Le mécanisme de la réplication de l’ADN est fiable, mais il peut parfois y avoir des erreurs de copie. Ces erreurs sont rares et spontanées, cependant leur fréquence peut augmenter par l’action d’agents mutagènes. Ces agents mutagènes peuvent être des rayonnements (UV, rayonnements radioactifs…) ou des substances chimiques (substances produites par la combustion des cigarettes, amiante…).
L’ADN peut également être endommagé en dehors du mécanisme de réplication.
Le plus souvent, ces erreurs sont corrigées par des systèmes de réparation mais pas toujours : si la modification persiste, et si elle n’empêche pas la survie de la cellule, il apparaitra alors une mutation qui pourra être transmise lors des futures mitoses.
La réparation de l’ADN est assurée par des enzymes.
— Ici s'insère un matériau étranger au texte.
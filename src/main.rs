use clap::Parser;
use log::{ debug, info };
use std::process::ExitCode;

use mcftest::cli::{ self, Commands, McfTestCli };
use mcftest::config::HarnessConfig;

/// Every case matched
const EXIT_SUCCESS: u8 = 0;
/// A case failed or a file could not be loaded
const EXIT_FAILURE: u8 = 1;
/// Bad invocation or configuration
const EXIT_USAGE: u8 = 2;

#[tokio::main]
async fn main() -> ExitCode {
    // Parse the command line arguments
    let cli = McfTestCli::parse();

    // Setup logging
    setup_logging(&cli.log_level);

    match dotenv::dotenv() {
        Ok(path) => debug!("Loaded environment from {}", path.display()),
        Err(e) => debug!("No .env file loaded: {}", e),
    }

    match run(&cli).await {
        Ok(true) => ExitCode::from(EXIT_SUCCESS),
        Ok(false) => ExitCode::from(EXIT_FAILURE),
        Err(e) => {
            cli::ui::print_error(&format!("{:#}", e));
            ExitCode::from(EXIT_USAGE)
        }
    }
}

async fn run(cli: &McfTestCli) -> anyhow::Result<bool> {
    let format = cli::parse_output_format(&cli.output_format)?;
    let mut config = HarnessConfig::load(cli.config.as_deref())?;

    match &cli.command {
        Commands::Run { file, jobs, template, timeout, no_progress } => {
            if let Some(jobs) = jobs {
                config.jobs = Some(*jobs);
            }
            if let Some(template) = template {
                config.template = template.clone();
            }
            if let Some(timeout) = timeout {
                config.tools.timeout_secs = *timeout;
            }
            config.validate()?;

            cli::commands::run::execute(&config, file.as_deref(), format, !*no_progress).await
        }

        Commands::List { file } => cli::commands::list::execute(&config, file.as_deref(), format),

        Commands::Check => cli::commands::check::execute(&config).await,
    }
}

fn setup_logging(log_level: &str) {
    // Set up the logger based on the log level
    let level = match log_level.to_lowercase().as_str() {
        "trace" => log::LevelFilter::Trace,
        "debug" => log::LevelFilter::Debug,
        "info" => log::LevelFilter::Info,
        "warn" => log::LevelFilter::Warn,
        "error" => log::LevelFilter::Error,
        _ => log::LevelFilter::Warn,
    };

    env_logger::Builder::new().filter_level(level).init();

    info!("Logger initialized with level: {}", log_level);
}
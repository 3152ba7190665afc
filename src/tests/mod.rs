mod support;

mod harness_tests;
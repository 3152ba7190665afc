use anyhow::Result;

use crate::cli::ui;
use crate::config::HarnessConfig;
use crate::implementations::mcrl2::Mcrl2Checker;
use crate::traits::model_checker::ToolBackend;

/// Tool availability command
pub async fn execute(config: &HarnessConfig) -> Result<bool> {
    ui::print_header("Checking mCRL2 tools");

    match config.tools.effective_bin_dir() {
        Some(dir) => ui::print_info(&format!("Tool directory: {}", dir.display())),
        None => ui::print_info("Tools are looked up on PATH"),
    }

    let checker = Mcrl2Checker::new(config.tools.clone());
    let mut all_available = true;
    for status in checker.check_tools().await {
        if status.available {
            ui::print_success(&format!("{} ({})", status.command, status.detail));
        } else {
            all_available = false;
            ui::print_error(&format!("{}: {}", status.command, status.detail));
        }
    }

    if config.template.is_file() {
        ui::print_success(&format!("Template {}", config.template.display()));
    } else {
        all_available = false;
        ui::print_warning(&format!("Template {} not found", config.template.display()));
    }

    Ok(all_available)
}
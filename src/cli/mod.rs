use clap::{ Parser, Subcommand };
use std::path::PathBuf;

pub mod commands;
pub mod report;
pub mod ui;

#[derive(Parser)]
#[command(
    name = "mcftest",
    about = "Test mu-calculus properties against annotated example traces using mCRL2",
    version,
    long_about = None
)]
pub struct McfTestCli {
    /// Sets the log level (error, warn, info, debug, trace)
    #[arg(short, long, global = true, default_value = "warn")]
    pub log_level: String,

    /// Path to configuration file (defaults to ./mcftest.yaml when present)
    #[arg(short, long, global = true)]
    pub config: Option<PathBuf>,

    /// Output format (text, json)
    #[arg(long, global = true, default_value = "text")]
    pub output_format: String,

    #[command(subcommand)]
    pub command: Commands,
}

#[derive(Subcommand)]
pub enum Commands {
    /// Run the annotated tests
    Run {
        /// A single .mcf or .mcf-pc file; all files in the properties directory when omitted
        file: Option<PathBuf>,

        /// Maximum number of concurrent checker invocations
        #[arg(short, long)]
        jobs: Option<usize>,

        /// Behavioral template the traces are spliced into
        #[arg(short, long)]
        template: Option<PathBuf>,

        /// Timeout in seconds for each tool invocation
        #[arg(long)]
        timeout: Option<u64>,

        /// Do not show a progress bar
        #[arg(long, default_value = "false")]
        no_progress: bool,
    },

    /// List the test cases that would run, without running them
    List {
        /// A single .mcf or .mcf-pc file; all files in the properties directory when omitted
        file: Option<PathBuf>,
    },

    /// Check that the mCRL2 tools can be found and started
    Check,
}

/// How reports are written to stdout
#[derive(Debug, Clone, Copy, PartialEq, Eq)]
pub enum OutputFormat {
    Text,
    Json,
}

pub fn parse_output_format(format: &str) -> anyhow::Result<OutputFormat> {
    match format.to_lowercase().as_str() {
        "text" => Ok(OutputFormat::Text),
        "json" => Ok(OutputFormat::Json),
        _ => Err(anyhow::anyhow!("Unsupported output format: {}", format)),
    }
}
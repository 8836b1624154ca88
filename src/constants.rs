use image::ImageFormat;

/// 默认使用的最低有效位数量。
pub const DEFAULT_BIT_WIDTH: u8 = 1;

/// 允许的最大位宽。
/// 位宽为 8 时整个采样都会被覆盖，不再有任何“隐藏”可言。
pub const MAX_BIT_WIDTH: u8 = 7;

/// 用于记录载荷长度的前缀字节数。
/// 长度以 `u64` 大端序存储，占用 8 字节 (64 bits)。
pub const LENGTH_PREFIX_BYTES: usize = 8;

/// 未指定输出图像路径时，默认文件名的前缀。
pub const DOCTORED_PREFIX: &str = "doctored_";

/// 未指定输出文本路径时，默认文件名的前缀。
pub const RECOVERED_PREFIX: &str = "recovered_";

/// 恢复文本的默认扩展名。
pub const RECOVERED_EXTENSION: &str = "txt";

/// 可以安全写出的无损格式。任何有损重压缩都会破坏隐藏的数据。
pub const LOSSLESS_FORMATS: [ImageFormat; 5] = [
    ImageFormat::Png,
    ImageFormat::Bmp,
    ImageFormat::Tiff,
    ImageFormat::WebP,
    ImageFormat::Qoi,
];
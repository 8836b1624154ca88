//! # 命令处理逻辑模块
//!
//! 包含处理 `hide`、`recover` 和 `capacity` 子命令的高级业务逻辑。
//! 本模块负责协调文件 I/O、调用核心隐写算法以及向用户报告结果。

use crate::carrier::{Carrier, output_format};
use crate::cli::{CapacityArgs, HideArgs, RecoverArgs};
use crate::constants::{
    DOCTORED_PREFIX, LENGTH_PREFIX_BYTES, MAX_BIT_WIDTH, RECOVERED_EXTENSION, RECOVERED_PREFIX,
};
use crate::framing::{embed_framed, extract_framed, framed_capacity_bytes};
use crate::steganography::{capacity_bits, embed, extract};
use anyhow::{Context, Result};
use colored::Colorize;
use log::{debug, info, warn};
use std::fs;
use std::io::{self, Write};
use std::path::{Path, PathBuf};

/// 处理 'Hide' 命令的执行逻辑。
///
/// 负责读取图像和文本文件、检查隐写空间是否足够、调用隐写核心函数嵌入数据，
/// 最后将结果写入目标图像文件。
///
/// # Arguments
///
/// * `args` - 包含输入/输出路径与位宽的 `HideArgs` 结构体。
///
/// # Errors
///
/// 如果发生以下任一情况，将返回错误：
/// * 无法读取输入的图像或文本文件。
/// * 目标文件已存在且未指定 `--force`。
/// * 图像文件没有足够的空间来隐藏文本。
/// * 目标路径不是无损格式，或无法写入。
pub fn handle_hide(args: HideArgs) -> Result<()> {
    let dest = match args.dest {
        Some(dest) => dest,
        None => default_hide_dest(&args.image)?,
    };
    let format = output_format(&dest)?;
    ensure_writable(&dest, args.force)?;

    let carrier = Carrier::open(&args.image)?.for_format(format);

    let text = fs::read(&args.text).with_context(|| {
        format!(
            "Unable to read text file: {}",
            args.text.to_string_lossy().red().bold()
        )
    })?;

    let frame_bits = if args.raw { 0 } else { LENGTH_PREFIX_BYTES * 8 };
    let required_bits = text.len().saturating_mul(8).saturating_add(frame_bits);
    let available_bits = capacity_bits(carrier.sample_count(), args.bits)?;

    anyhow::ensure!(
        available_bits >= required_bits,
        "Not enough space in the image to hide the text. \nRequired: {} bits, Available: {} bits (at {} bit(s) per sample)",
        required_bits.to_string().red().bold(),
        available_bits.to_string().green().bold(),
        args.bits
    );
    info!(
        "embedding {} bytes into {} samples at {} bit(s) per sample",
        text.len(),
        carrier.sample_count(),
        args.bits
    );

    let samples = if args.raw {
        embed(carrier.samples(), &text, args.bits)
    } else {
        embed_framed(carrier.samples(), &text, args.bits)
    }
    .with_context(|| {
        format!(
            "Failed to hide the text in {}",
            args.image.to_string_lossy().red().bold()
        )
    })?;

    carrier.with_samples(samples)?.save(&dest)?;

    println!(
        "The text has been successfully hidden and saved: {}",
        dest.to_string_lossy().green().bold()
    );

    Ok(())
}

/// 处理 'Recover' 命令的执行逻辑。
///
/// 负责读取经过隐写的图像文件、调用恢复核心函数取回数据，
/// 最后将恢复的文本内容写入目标文本文件，或在指定 `--print` 时直接显示。
///
/// # Arguments
///
/// * `args` - 包含输入/输出路径与位宽的 `RecoverArgs` 结构体。
///
/// # Errors
///
/// 如果发生以下任一情况，将返回错误：
/// * 无法读取输入的图像文件。
/// * 目标文件已存在且未指定 `--force`。
/// * 图像中没有有效的长度前缀 (非 `--raw` 模式)。
/// * 无法写入到目标文本文件。
pub fn handle_recover(args: RecoverArgs) -> Result<()> {
    // 只要求打印时不写文件
    let text_path = match (args.text, args.print) {
        (Some(text), _) => Some(text),
        (None, false) => Some(default_recover_dest(&args.image)?),
        (None, true) => None,
    };
    if let Some(text_path) = &text_path {
        ensure_writable(text_path, args.force)?;
    }

    let carrier = Carrier::open(&args.image)?;

    let text = if args.raw {
        extract(carrier.samples(), args.bits)
    } else {
        extract_framed(carrier.samples(), args.bits)
    }
    .with_context(|| {
        format!(
            "Failed to recover the hidden text from '{}'. \nThe image may not contain a hidden message, or it was hidden with a different bit width.",
            args.image.to_string_lossy().red().bold()
        )
    })?;
    debug!("recovered {} bytes", text.len());

    if args.print {
        show_recovered(&text, &mut io::stdout().lock())?;
    }

    if let Some(text_path) = text_path {
        fs::write(&text_path, text).with_context(|| {
            format!(
                "Unable to write to target text file: {}",
                text_path.to_string_lossy().red().bold()
            )
        })?;

        println!(
            "The text has been successfully recovered and saved: {}",
            text_path.to_string_lossy().green().bold()
        );
    }
    Ok(())
}

/// 将恢复的字节按 UTF-8 (无效序列替换为 U+FFFD) 写到 `out`。
///
/// 内容为空或只有空白时改为输出提示，并返回 `false`。
///
/// # Errors
///
/// 写入 `out` 失败时返回错误。
pub fn show_recovered<W: Write>(text: &[u8], out: &mut W) -> Result<bool> {
    let text = String::from_utf8_lossy(text);

    if text.trim().is_empty() {
        warn!("recovered payload is empty or whitespace only");
        writeln!(out, "{}", "No valid hidden text found.".yellow().bold())
            .context("Unable to write the recovered text")?;
        return Ok(false);
    }

    writeln!(out, "{text}").context("Unable to write the recovered text")?;
    Ok(true)
}

/// 处理 'Capacity' 命令的执行逻辑。
///
/// 打印图像的采样数，以及每种位宽下的原始容量和扣除长度前缀后的可用字节数。
///
/// # Errors
///
/// 无法读取或解码输入图像时返回错误。
pub fn handle_capacity(args: CapacityArgs) -> Result<()> {
    let carrier = Carrier::open(&args.image)?;
    let samples = carrier.sample_count();

    println!(
        "{}: {}x{} {:?}, {} samples",
        args.image.to_string_lossy().bold(),
        carrier.width(),
        carrier.height(),
        carrier.color(),
        samples.to_string().green().bold()
    );

    let widths = match args.bits {
        Some(bits) => bits..=bits,
        None => 1..=MAX_BIT_WIDTH,
    };
    for bits in widths {
        let raw_bits = capacity_bits(samples, bits)?;
        let framed = framed_capacity_bytes(samples, bits)?;
        println!(
            "  {} bit(s): {} bits ({} bytes) raw, {} bytes of text",
            bits,
            raw_bits,
            raw_bits / 8,
            framed.to_string().green().bold()
        );
    }

    Ok(())
}

/// 默认的隐写输出路径：输入图像同目录下的 `doctored_<文件名>`。
fn default_hide_dest(image: &Path) -> Result<PathBuf> {
    let name = image.file_name().with_context(|| {
        format!(
            "Unable to derive an output name from: {}",
            image.to_string_lossy().red().bold()
        )
    })?;

    Ok(image.with_file_name(format!(
        "{}{}",
        DOCTORED_PREFIX,
        name.to_string_lossy()
    )))
}

/// 默认的恢复输出路径：图像同目录下的 `recovered_<文件名主干>.txt`。
fn default_recover_dest(image: &Path) -> Result<PathBuf> {
    let stem = image.file_stem().with_context(|| {
        format!(
            "Unable to derive an output name from: {}",
            image.to_string_lossy().red().bold()
        )
    })?;

    Ok(image.with_file_name(format!(
        "{}{}.{}",
        RECOVERED_PREFIX,
        stem.to_string_lossy(),
        RECOVERED_EXTENSION
    )))
}

/// 覆盖保护：目标已存在且未指定 `--force` 时拒绝继续。
fn ensure_writable(path: &Path, force: bool) -> Result<()> {
    anyhow::ensure!(
        force || !path.exists(),
        "Output file already exists: {}. \nUse --force to overwrite it.",
        path.to_string_lossy().red().bold()
    );
    Ok(())
}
Les cellules germinales sont des cellules qui entrent en jeu dans la reproduction sexuée : leur patrimoine génétique peut donc être transmis aux descendants. Les cellules somatiques sont toutes les autres cellules de l’organisme. Si une mutation a lieu dans une cellule somatique, elle ne pourra pas être transmise aux descendants. En revanche, si elle survient dans une cellule germinale, elle devient alors héréditaire.
Les mutations sont néfastes à l’échelle des individus, car elles peuvent aboutir à une cancérisation des cellules. Cependant à l’échelle des populations et sur de longues échelles de temps, les mutations héréditaires sont la source aléatoire de la diversité des allèles, et donc le fondement de la biodiversité.